Tatra is one of the most popular travel destinations among tourists, especially in summer, when weather conditions are conducive to relaxation in nature. I must admit that in the Tatra Mountains, on both the Polish and Slovak side, you will find many hiking trails that lead through scenic areas. Flora and fauna of the Tatras is one of the most unique, and the views that accompany, for example, passing through the passes are phenomenal. Take a trip into the higher parts of the mountains in particular when the weather conditions are conducive ago. Of course, it is not worth kidnap immediately on conquering the highest peaks, but it is worth to grade the level of difficulty of routes.
Some facts about Cracow
Kraków (Polish pronunciation: ?krakuf About this sound listen (help?info)), also Cracow or Krakow (US English /?kr??ka?/, UK English /?kr?ka?/),23 is the second largest and one of the oldest cities in Poland. Situated on the Vistula River (Polish: Wisła) in the Lesser Poland region, the city dates back to the 7th century.4 Kraków has traditionally been one of the leading centres of Polish academic, cultural, and artistic life and is one of Poland's most important economic hubs. It was the capital of the Crown of the Kingdom of Poland from 1038 to 1569; the Polish?Lithuanian Commonwealth from 1569 to 1596;5 the Free City of Kraków from 1815 to 1846; the Grand Duchy of Cracow from 1846 to 1918; and Kraków Voivodeship from the 14th century to 1998. It has been the capital of Lesser Poland Voivodeship since 1999.
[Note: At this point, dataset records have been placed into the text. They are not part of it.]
//! Error types for board access and move application.

use crate::engine::GameResult;
use crate::types::Position;

/// Error that can occur when building a board or applying a move.
///
/// Every variant is a caller-input error: the operation that returned it left
/// the board and game state untouched.
#[derive(Debug, Clone, PartialEq, Eq, derive_more::Display)]
pub enum GridError {
    /// The board size must be at least 1 and its cell count must fit in `usize`.
    #[display("Invalid board size {}: must be at least 1 with size*size cells addressable", _0)]
    InvalidSize(usize),

    /// A serialized board does not carry one cell per position.
    #[display("Board of size {} needs {} cells, found {}", size, expected, found)]
    CellCountMismatch {
        /// Declared side length.
        size: usize,
        /// Cells a board of that size holds.
        expected: usize,
        /// Cells actually supplied.
        found: usize,
    },

    /// The position lies outside the board.
    #[display("Position {} is outside a {}x{} board", position, size, size)]
    OutOfBounds {
        /// The rejected position.
        position: Position,
        /// Size of the board it was checked against.
        size: usize,
    },

    /// The cell at the position is already marked.
    #[display("Cell {} is already occupied", _0)]
    CellOccupied(Position),

    /// The game has already ended.
    #[display("Game is already over: {}", _0)]
    GameOver(GameResult),
}

impl std::error::Error for GridError {}
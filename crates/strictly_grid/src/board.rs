//! Fixed-size square board.

use crate::error::GridError;
use crate::types::{CellState, Position};
use serde::{Deserialize, Serialize};
use tracing::instrument;

/// N×N board of cell states.
///
/// Cells are stored in row-major order. Every position with row and column in
/// `0..size` has exactly one cell.
///
/// Deserialization enforces the same invariant as [`Board::new`].
#[derive(Debug, Clone, PartialEq, Eq, Serialize, Deserialize)]
#[serde(try_from = "RawBoard")]
pub struct Board {
    size: usize,
    cells: Vec<CellState>,
}

/// Unchecked wire form of a [`Board`].
#[derive(Deserialize)]
struct RawBoard {
    size: usize,
    cells: Vec<CellState>,
}

impl TryFrom<RawBoard> for Board {
    type Error = GridError;

    fn try_from(raw: RawBoard) -> Result<Self, Self::Error> {
        let expected = cell_count(raw.size)?;
        if raw.cells.len() != expected {
            return Err(GridError::CellCountMismatch {
                size: raw.size,
                expected,
                found: raw.cells.len(),
            });
        }
        Ok(Self {
            size: raw.size,
            cells: raw.cells,
        })
    }
}

fn cell_count(size: usize) -> Result<usize, GridError> {
    if size < 1 {
        return Err(GridError::InvalidSize(size));
    }
    size.checked_mul(size).ok_or(GridError::InvalidSize(size))
}

impl Board {
    /// Creates a new empty board.
    ///
    /// # Errors
    ///
    /// Returns [`GridError::InvalidSize`] if `size` is zero or `size * size`
    /// overflows `usize`.
    #[instrument]
    pub fn new(size: usize) -> Result<Self, GridError> {
        let count = cell_count(size)?;
        Ok(Self {
            size,
            cells: vec![CellState::Empty; count],
        })
    }

    /// Returns the side length.
    pub fn size(&self) -> usize {
        self.size
    }

    /// Returns the number of cells, `size * size`.
    pub fn cell_count(&self) -> usize {
        self.cells.len()
    }

    /// Checks if the position lies on this board.
    pub fn contains(&self, pos: Position) -> bool {
        pos.row() < self.size && pos.column() < self.size
    }

    /// Gets the cell state at the given position.
    ///
    /// # Errors
    ///
    /// Returns [`GridError::OutOfBounds`] if the position is off the board.
    pub fn get(&self, pos: Position) -> Result<CellState, GridError> {
        let index = self.index(pos)?;
        Ok(self.cells[index])
    }

    /// Sets the cell state at the given position.
    ///
    /// Overwriting a marked cell is allowed here; the engine refuses it.
    ///
    /// # Errors
    ///
    /// Returns [`GridError::OutOfBounds`] if the position is off the board.
    pub fn set(&mut self, pos: Position, state: CellState) -> Result<(), GridError> {
        let index = self.index(pos)?;
        self.cells[index] = state;
        Ok(())
    }

    /// Returns all positions in row-major order.
    pub fn positions(&self) -> impl Iterator<Item = Position> + use<> {
        let size = self.size;
        (0..size).flat_map(move |row| (0..size).map(move |column| Position::new(row, column)))
    }

    /// Returns every empty position, in row-major order.
    pub fn empty_positions(&self) -> Vec<Position> {
        self.positions()
            .zip(self.cells.iter())
            .filter(|(_, cell)| cell.is_empty())
            .map(|(pos, _)| pos)
            .collect()
    }

    /// Checks if no empty cell remains.
    pub fn is_full(&self) -> bool {
        self.cells.iter().all(|cell| !cell.is_empty())
    }

    /// Returns one row of cells.
    ///
    /// # Panics
    ///
    /// Panics if `row >= size`.
    pub fn row(&self, row: usize) -> &[CellState] {
        let start = row * self.size;
        &self.cells[start..start + self.size]
    }

    /// Reads a cell the caller already knows is in range.
    pub(crate) fn cell(&self, row: usize, column: usize) -> CellState {
        self.cells[row * self.size + column]
    }

    fn index(&self, pos: Position) -> Result<usize, GridError> {
        if !self.contains(pos) {
            return Err(GridError::OutOfBounds {
                position: pos,
                size: self.size,
            });
        }
        Ok(pos.row() * self.size + pos.column())
    }
}

impl std::fmt::Display for Board {
    fn fmt(&self, f: &mut std::fmt::Formatter<'_>) -> std::fmt::Result {
        for row in 0..self.size {
            let line = self
                .row(row)
                .iter()
                .map(ToString::to_string)
                .collect::<Vec<_>>()
                .join(" ");
            writeln!(f, "{}", line)?;
        }
        Ok(())
    }
}
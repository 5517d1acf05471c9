//! Game rules for the grid game.
//!
//! This module contains pure functions for evaluating a board according to
//! the rules. Rules are separated from board storage so the engine and tests
//! can call them directly.

pub mod win;

pub use win::{Line, winning_line};
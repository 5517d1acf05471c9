//! Command-line interface for strictly_grid.

use crate::config::{BoardPreset, OutputFormat, PolicyKind, RenderStyle, SimConfig};
use crate::error::SimError;
use clap::Parser;
use std::path::PathBuf;
use tracing::{debug, instrument};

/// Strictly Grid - random-play simulator for N×N mark-placement games
#[derive(Parser, Debug)]
#[command(name = "strictly_grid")]
#[command(about = "Two random players fill an N×N grid until a line or a draw", long_about = None)]
#[command(version)]
pub struct Cli {
    /// Path to a TOML config file
    #[arg(short, long)]
    pub config: Option<PathBuf>,

    /// Board side length
    #[arg(short, long, conflicts_with = "preset")]
    pub size: Option<usize>,

    /// Named board size (small = 3, middle = 5, large = 7)
    #[arg(long, value_enum)]
    pub preset: Option<BoardPreset>,

    /// Number of games to play
    #[arg(short, long)]
    pub games: Option<usize>,

    /// Seed for reproducible random play
    #[arg(long)]
    pub seed: Option<u64>,

    /// Board drawing style
    #[arg(long, value_enum)]
    pub style: Option<RenderStyle>,

    /// Event output format
    #[arg(long, value_enum)]
    pub format: Option<OutputFormat>,

    /// Move policy for player X
    #[arg(long, value_enum)]
    pub x_policy: Option<PolicyKind>,

    /// Move policy for player O
    #[arg(long, value_enum)]
    pub o_policy: Option<PolicyKind>,
}

impl Cli {
    /// Resolves the final configuration: flags over config file over defaults.
    #[instrument(skip(self))]
    pub fn resolve(&self) -> Result<SimConfig, SimError> {
        let mut config = match &self.config {
            Some(path) => SimConfig::from_file(path)?,
            None => SimConfig::default(),
        };

        if let Some(size) = self.size.or(self.preset.map(BoardPreset::size)) {
            config = config.with_board_size(size);
        }
        if let Some(games) = self.games {
            config = config.with_games(games);
        }
        if let Some(seed) = self.seed {
            config = config.with_seed(seed);
        }
        if let Some(style) = self.style {
            config = config.with_style(style);
        }
        if let Some(format) = self.format {
            config = config.with_format(format);
        }
        if let Some(policy) = self.x_policy {
            config = config.with_x_policy(policy);
        }
        if let Some(policy) = self.o_policy {
            config = config.with_o_policy(policy);
        }

        config.validate()?;
        let style: &str = config.style().as_ref();
        let format: &str = config.format().as_ref();
        debug!(board_size = *config.board_size(), style, format, "Configuration resolved");
        Ok(config)
    }
}
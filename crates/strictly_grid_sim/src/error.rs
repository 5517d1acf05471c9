//! Simulator error types.

use derive_more::{Display, Error};
use strictly_grid::GridError;
use tracing::instrument;

/// Simulator error with caller location tracking.
#[derive(Debug, Clone, Display, Error)]
#[display("Simulator error: {} at {}:{}", message, file, line)]
pub struct SimError {
    /// Error message.
    pub message: String,
    /// Line number where error occurred.
    pub line: u32,
    /// Source file where error occurred.
    pub file: &'static str,
}

impl SimError {
    /// Creates a new simulator error.
    #[track_caller]
    #[instrument(skip(message))]
    pub fn new(message: impl Into<String>) -> Self {
        let loc = std::panic::Location::caller();
        Self {
            message: message.into(),
            line: loc.line(),
            file: loc.file(),
        }
    }
}

impl From<GridError> for SimError {
    #[track_caller]
    fn from(err: GridError) -> Self {
        Self::new(format!("Game error: {}", err))
    }
}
The city has grown from a Stone Age settlement to Poland's second most important city. It began as a hamlet on Wawel Hill and was already being reported as a busy trading centre of Slavonic Europe in 965.4 With the establishment of new universities and cultural venues at the emergence of the Second Polish Republic in 1918 and throughout the 20th century, Kraków reaffirmed its role as a major national academic and artistic centre.